I have to say, Fritz is a really good big bro. It kills me when he says things like’ She’s so little’ , ‘We have to be gentle with the babies’ or ‘I love my sister’. I really think he will be her protector. I’ve seen it when I pick him up from school and another kid in his class will approach her carrier, Fritz will run over and block them from getting too close. I assume that there could be some jealousy, but outwardly he doesn’t seem to mind when I’m doting on Lola. And when I’m not reprimanding him for his crazy antics, I’m showering him with affection too.

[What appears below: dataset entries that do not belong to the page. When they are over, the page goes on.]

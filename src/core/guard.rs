//! Guard predicates and side effects attached to transitions.
//!
//! Guards decide whether a transition found in the table may commit.
//! Side effects run after a transition has committed. Both are stored
//! behind `Arc` so a table holding them can be shared across machines.

use super::context::Context;
use super::state::State;
use std::fmt;
use std::sync::Arc;

type Predicate<S> = Arc<dyn Fn(&S, &Context) -> bool + Send + Sync>;
type Callback<S> = Arc<dyn Fn(&S, &Context) + Send + Sync>;

/// Predicate that must hold for a transition to be accepted.
///
/// # Example
///
/// ```rust
/// use flowstate::core::{Context, Guard, State};
/// use serde::{Deserialize, Serialize};
/// use std::sync::atomic::{AtomicBool, Ordering};
/// use std::sync::Arc;
///
/// #[derive(Clone, PartialEq, Eq, Hash, Debug, Serialize, Deserialize)]
/// enum Cart { Open }
///
/// impl State for Cart {
///     fn name(&self) -> &str { "Open" }
/// }
///
/// let in_stock = Arc::new(AtomicBool::new(false));
/// let flag = Arc::clone(&in_stock);
/// let guard: Guard<Cart> = Guard::new(move || flag.load(Ordering::SeqCst));
///
/// assert!(!guard.check(&Cart::Open, &Context::new()));
/// in_stock.store(true, Ordering::SeqCst);
/// assert!(guard.check(&Cart::Open, &Context::new()));
/// ```
pub struct Guard<S: State> {
    predicate: Predicate<S>,
}

impl<S: State> Guard<S> {
    /// Create a guard from a zero-argument predicate.
    pub fn new<F>(predicate: F) -> Self
    where
        F: Fn() -> bool + Send + Sync + 'static,
    {
        Self {
            predicate: Arc::new(move |_: &S, _: &Context| predicate()),
        }
    }

    /// Create a guard that inspects the current state and context.
    pub fn with_context<F>(predicate: F) -> Self
    where
        F: Fn(&S, &Context) -> bool + Send + Sync + 'static,
    {
        Self {
            predicate: Arc::new(predicate),
        }
    }

    /// Evaluate the guard against the machine's current state and context.
    pub fn check(&self, state: &S, context: &Context) -> bool {
        (self.predicate)(state, context)
    }
}

impl<S: State> Clone for Guard<S> {
    fn clone(&self) -> Self {
        Self {
            predicate: Arc::clone(&self.predicate),
        }
    }
}

impl<S: State> fmt::Debug for Guard<S> {
    fn fmt(&self, f: &mut fmt::Formatter<'_>) -> fmt::Result {
        f.write_str("Guard(..)")
    }
}

/// Callback invoked after a transition commits.
///
/// The observing form receives the post-transition state and context.
pub struct SideEffect<S: State> {
    callback: Callback<S>,
}

impl<S: State> SideEffect<S> {
    /// Create a side effect from a zero-argument callback.
    pub fn new<F>(callback: F) -> Self
    where
        F: Fn() + Send + Sync + 'static,
    {
        Self {
            callback: Arc::new(move |_: &S, _: &Context| callback()),
        }
    }

    /// Create a side effect that observes the committed state and context.
    pub fn observe<F>(callback: F) -> Self
    where
        F: Fn(&S, &Context) + Send + Sync + 'static,
    {
        Self {
            callback: Arc::new(callback),
        }
    }

    pub fn run(&self, state: &S, context: &Context) {
        (self.callback)(state, context)
    }
}

impl<S: State> Clone for SideEffect<S> {
    fn clone(&self) -> Self {
        Self {
            callback: Arc::clone(&self.callback),
        }
    }
}

impl<S: State> fmt::Debug for SideEffect<S> {
    fn fmt(&self, f: &mut fmt::Formatter<'_>) -> fmt::Result {
        f.write_str("SideEffect(..)")
    }
}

Sometimes I’ll leave the room for a few minutes and I’ll return to see Fritz cuddled up next to Lola on her play mat, both gazing up at The Mighty Morphin Power Rangers.

Fritz is becoming a boy before my very eyes. What a little dude. His baby years are long gone. Sometimes it’s hard to believe…full steam ahead kid. Fritz is a riot. He makes me laugh. He also drives me crazy. He is strong willed and determined. He’s cool, yet sensitive. If he finds a flower in a park he’ll pick it and bring it to me, very proud. This morning I snuck into his bed before he woke up and slipped my arm around his waist. I cuddled him awake and as he roused he turned to me and smiled. There is something so freaking special about a mother and a son. It’s hard to put into words. He’s my baby boy and always will be. And let me tell you, if there’s one thing about Fritz, the kid’s got personality. He will be loved my many, I just know it.

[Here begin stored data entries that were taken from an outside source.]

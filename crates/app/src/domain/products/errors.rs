//! Products service errors.

use thiserror::Error;

use crate::storage::StorageError;

#[derive(Debug, Error)]
pub enum ProductsServiceError {
    #[error("invalid argument: {0}")]
    InvalidArgument(&'static str),

    #[error("storage error")]
    Storage(#[from] StorageError),
}
//! Depot helper extensions.

use std::{any::Any, sync::Arc};

use salvo::prelude::{Depot, StatusError};
use tracing::error;

use shop_app::context::AppContext;

use crate::state::State;

/// Helpers for mapping depot extraction failures to HTTP errors.
pub(crate) trait DepotExt {
    fn obtain_or_500<T: Any + Send + Sync>(&self) -> Result<&T, StatusError>;

    /// The application context injected with the server [`State`].
    fn app_or_500(&self) -> Result<&AppContext, StatusError>;
}

impl DepotExt for Depot {
    fn obtain_or_500<T: Any + Send + Sync>(&self) -> Result<&T, StatusError> {
        self.obtain::<T>().map_err(|_ignored| {
            error!(type_name = std::any::type_name::<T>(), "missing depot value");

            StatusError::internal_server_error()
        })
    }

    fn app_or_500(&self) -> Result<&AppContext, StatusError> {
        self.obtain_or_500::<Arc<State>>().map(|state| &state.app)
    }
}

Sometimes I am taken aback by the fact that I am a mother of two. I am responsible for shaping two little lives. I want everything for my kids. I want to teach them to be confidant, kind and successful people. Everyday I think of new ways to do this. I want them to learn, draw, dance, sing and create.  I want them to play instruments and practice, practice, practice. Karate, Tap, Little League, Museums, Basketball, Guitar, Drums and Art class!!  I can’t wait to turn them on to all the great books that I’ve read and have them nurture their minds with the written word. I will do everything in my power to give them all the tools they need to be fullfilled and stimulated by the arts, education and physical activity. I will praise and punish to instill a proper understanding of right and wrong. All this stuff, and so much more, are my duties as a mother. I won’t do this with a hard hand but a gentle and firm one. That’s my style.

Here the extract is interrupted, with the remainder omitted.